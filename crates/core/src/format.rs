//! Display formatting for application fields
//!
//! Amounts follow the Russian locale: digits grouped by a non-breaking
//! space, decimal comma, rouble sign suffix.

use chrono::{DateTime, NaiveDate, NaiveDateTime};
use thousands::{digits, Separable, SeparatorPolicy};

/// Shown in place of missing values
pub const PLACEHOLDER: &str = "—";

const CURRENCY_SUFFIX: &str = "\u{a0}₽";

const GROUPING: SeparatorPolicy<'static> = SeparatorPolicy {
    separator: "\u{a0}",
    groups: &[3],
    digits: digits::ASCII_DECIMAL,
};

const DATE_DISPLAY: &str = "%d.%m.%Y, %H:%M";

/// Format a number with grouped thousands and at most two fraction digits
#[must_use]
#[allow(clippy::cast_possible_truncation, clippy::cast_sign_loss)]
pub fn format_number(value: f64) -> String {
    let cents = (value.abs() * 100.0).round() as u64;
    let whole = cents / 100;
    let fraction = cents % 100;

    let mut out = String::new();
    if value.is_sign_negative() && cents > 0 {
        out.push('-');
    }
    out.push_str(&whole.separate_by_policy(GROUPING));
    if fraction != 0 {
        out.push(',');
        out.push_str(format!("{fraction:02}").trim_end_matches('0'));
    }
    out
}

/// Format a whole rouble amount, e.g. `100 000 ₽`
#[must_use]
pub fn format_rubles(amount: u64) -> String {
    format!("{}{CURRENCY_SUFFIX}", amount.separate_by_policy(GROUPING))
}

/// Format an optional loan amount; missing or zero becomes the placeholder
#[must_use]
pub fn format_amount(amount: Option<f64>) -> String {
    match amount {
        Some(value) if value.is_finite() && value != 0.0 => {
            format!("{}{CURRENCY_SUFFIX}", format_number(value))
        }
        _ => PLACEHOLDER.to_string(),
    }
}

/// Format an optional loan term in months
#[must_use]
pub fn format_term(term: Option<u32>) -> String {
    match term {
        Some(months) if months > 0 => format!("{months} mo."),
        _ => PLACEHOLDER.to_string(),
    }
}

/// Free text, or the placeholder when empty
#[must_use]
pub fn format_text(text: Option<&str>) -> &str {
    match text.map(str::trim) {
        Some(value) if !value.is_empty() => value,
        _ => PLACEHOLDER,
    }
}

/// Format a creation timestamp as `dd.mm.yyyy, hh:mm`
///
/// The timestamp is shown in its own offset. Input that doesn't parse is
/// returned unchanged.
#[must_use]
pub fn format_created_at(raw: &str) -> String {
    let raw = raw.trim();

    if let Ok(dt) = DateTime::parse_from_rfc3339(raw) {
        return dt.format(DATE_DISPLAY).to_string();
    }
    if let Ok(dt) = DateTime::parse_from_rfc2822(raw) {
        return dt.format(DATE_DISPLAY).to_string();
    }
    for pattern in ["%Y-%m-%dT%H:%M:%S%.f", "%Y-%m-%d %H:%M:%S%.f", "%Y-%m-%d %H:%M"] {
        if let Ok(dt) = NaiveDateTime::parse_from_str(raw, pattern) {
            return dt.format(DATE_DISPLAY).to_string();
        }
    }
    if let Ok(date) = NaiveDate::parse_from_str(raw, "%Y-%m-%d") {
        return date.format("%d.%m.%Y, 00:00").to_string();
    }

    raw.to_string()
}

#[cfg(test)]
mod tests {
    use super::*;

    #[test]
    fn test_format_amount() {
        assert_eq!(format_amount(Some(100_000.0)), "100\u{a0}000\u{a0}₽");
        assert_eq!(format_amount(Some(1_250_000.0)), "1\u{a0}250\u{a0}000\u{a0}₽");
        assert_eq!(format_amount(Some(999.0)), "999\u{a0}₽");
        assert_eq!(format_amount(Some(1234.5)), "1\u{a0}234,5\u{a0}₽");
        assert_eq!(format_amount(Some(0.0)), PLACEHOLDER);
        assert_eq!(format_amount(None), PLACEHOLDER);
    }

    #[test]
    fn test_format_term() {
        assert_eq!(format_term(Some(12)), "12 mo.");
        assert_eq!(format_term(None), PLACEHOLDER);
        assert_eq!(format_term(Some(0)), PLACEHOLDER);
    }

    #[test]
    fn test_format_text() {
        assert_eq!(format_text(Some("Car repair")), "Car repair");
        assert_eq!(format_text(Some("   ")), PLACEHOLDER);
        assert_eq!(format_text(None), PLACEHOLDER);
    }

    #[test]
    fn test_format_rubles() {
        assert_eq!(format_rubles(8_333), "8\u{a0}333\u{a0}₽");
        assert_eq!(format_rubles(0), "0\u{a0}₽");
    }

    #[test]
    fn test_format_created_at() {
        assert_eq!(format_created_at("2024-05-01T09:05:00"), "01.05.2024, 09:05");
        assert_eq!(
            format_created_at("2024-05-01 21:30:15.123456"),
            "01.05.2024, 21:30"
        );
        assert_eq!(
            format_created_at("2024-12-31T23:59:00+03:00"),
            "31.12.2024, 23:59"
        );
        assert_eq!(
            format_created_at("Wed, 01 May 2024 10:00:00 GMT"),
            "01.05.2024, 10:00"
        );
        assert_eq!(format_created_at("2024-05-01"), "01.05.2024, 00:00");
        assert_eq!(format_created_at("yesterday"), "yesterday");
    }
}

· · · ·

_Exercise description_
From top to bottom, reproduce the material exactly.

_Answer space_
filename crates/core/src/format.rs
//! Display formatting for application fields
//!
//! Amounts follow the Russian locale: digits grouped by a non-breaking
//! space, decimal comma, rouble sign suffix.

use chrono::{DateTime, NaiveDate, NaiveDateTime};
use thousands::{digits, Separable, SeparatorPolicy};

/// Shown in place of missing values
pub const PLACEHOLDER: &str = "—";

const CURRENCY_SUFFIX: &str = "\u{a0}₽";

const GROUPING: SeparatorPolicy<'static> = SeparatorPolicy {
    separator: "\u{a0}",
    groups: &[3],
    digits: digits::ASCII_DECIMAL,
};

const DATE_DISPLAY: &str = "%d.%m.%Y, %H:%M";

/// Format a number with grouped thousands and at most two fraction digits
#[must_use]
#[allow(clippy::cast_possible_truncation, clippy::cast_sign_loss)]
pub fn format_number(value: f64) -> String {
    let cents = (value.abs() * 100.0).round() as u64;
    let whole = cents / 100;
    let fraction = cents % 100;

    let mut out = String::new();
    if value.is_sign_negative() && cents > 0 {
        out.push('-');
    }
    out.push_str(&whole.separate_by_policy(GROUPING));
    if fraction != 0 {
        out.push(',');
        out.push_str(format!("{fraction:02}").trim_end_matches('0'));
    }
    out
}

/// Format a whole rouble amount, e.g. `100 000 ₽`
#[must_use]
pub fn format_rubles(amount: u64) -> String {
    format!("{}{CURRENCY_SUFFIX}", amount.separate_by_policy(GROUPING))
}

/// Format an optional loan amount; missing or zero becomes the placeholder
#[must_use]
pub fn format_amount(amount: Option<f64>) -> String {
    match amount {
        Some(value) if value.is_finite() && value != 0.0 => {
            format!("{}{CURRENCY_SUFFIX}", format_number(value))
        }
        _ => PLACEHOLDER.to_string(),
    }
}

/// Format an optional loan term in months
#[must_use]
pub fn format_term(term: Option<u32>) -> String {
    match term {
        Some(months) if months > 0 => format!("{months} mo."),
        _ => PLACEHOLDER.to_string(),
    }
}

/// Free text, or the placeholder when empty
#[must_use]
pub fn format_text(text: Option<&str>) -> &str {
    match text.map(str::trim) {
        Some(value) if !value.is_empty() => value,
        _ => PLACEHOLDER,
    }
}

/// Format a creation timestamp as `dd.mm.yyyy, hh:mm`
///
/// The timestamp is shown in its own offset. Input that doesn't parse is
/// returned unchanged.
#[must_use]
pub fn format_created_at(raw: &str) -> String {
    let raw = raw.trim();

    if let Ok(dt) = DateTime::parse_from_rfc3339(raw) {
        return dt.format(DATE_DISPLAY).to_string();
    }
    if let Ok(dt) = DateTime::parse_from_rfc2822(raw) {
        return dt.format(DATE_DISPLAY).to_string();
    }
    for pattern in ["%Y-%m-%dT%H:%M:%S%.f", "%Y-%m-%d %H:%M:%S%.f", "%Y-%m-%d %H:%M"] {
        if let Ok(dt) = NaiveDateTime::parse_from_str(raw, pattern) {
            return dt.format(DATE_DISPLAY).to_string();
        }
    }
    if let Ok(date) = NaiveDate::parse_from_str(raw, "%Y-%m-%d") {
        return date.format("%d.%m.%Y, 00:00").to_string();
    }

    raw.to_string()
}

#[cfg(test)]
mod tests {
    use super::*;

    #[test]
    fn test_format_amount() {
        assert_eq!(format_amount(Some(100_000.0)), "100\u{a0}000\u{a0}₽");
        assert_eq!(format_amount(Some(1_250_000.0)), "1\u{a0}250\u{a0}000\u{a0}₽");
        assert_eq!(format_amount(Some(999.0)), "999\u{a0}₽");
        assert_eq!(format_amount(Some(1234.5)), "1\u{a0}234,5\u{a0}₽");
        assert_eq!(format_amount(Some(0.0)), PLACEHOLDER);
        assert_eq!(format_amount(None), PLACEHOLDER);
    }

    #[test]
    fn test_format_term() {
        assert_eq!(format_term(Some(12)), "12 mo.");
        assert_eq!(format_term(None), PLACEHOLDER);
        assert_eq!(format_term(Some(0)), PLACEHOLDER);
    }

    #[test]
    fn test_format_text() {
        assert_eq!(format_text(Some("Car repair")), "Car repair");
        assert_eq!(format_text(Some("   ")), PLACEHOLDER);
        assert_eq!(format_text(None), PLACEHOLDER);
    }

    #[test]
    fn test_format_rubles() {
        assert_eq!(format_rubles(8_333), "8\u{a0}333\u{a0}₽");
        assert_eq!(format_rubles(0), "0\u{a0}₽");
    }

    #[test]
    fn test_format_created_at() {
        assert_eq!(format_created_at("2024-05-01T09:05:00"), "01.05.2024, 09:05");
        assert_eq!(
            format_created_at("2024-05-01 21:30:15.123456"),
            "01.05.2024, 21:30"
        );
        assert_eq!(
            format_created_at("2024-12-31T23:59:00+03:00"),
            "31.12.2024, 23:59"
        );
        assert_eq!(
            format_created_at("Wed, 01 May 2024 10:00:00 GMT"),
            "01.05.2024, 10:00"
        );
        assert_eq!(format_created_at("2024-05-01"), "01.05.2024, 00:00");
        assert_eq!(format_created_at("yesterday"), "yesterday");
    }
}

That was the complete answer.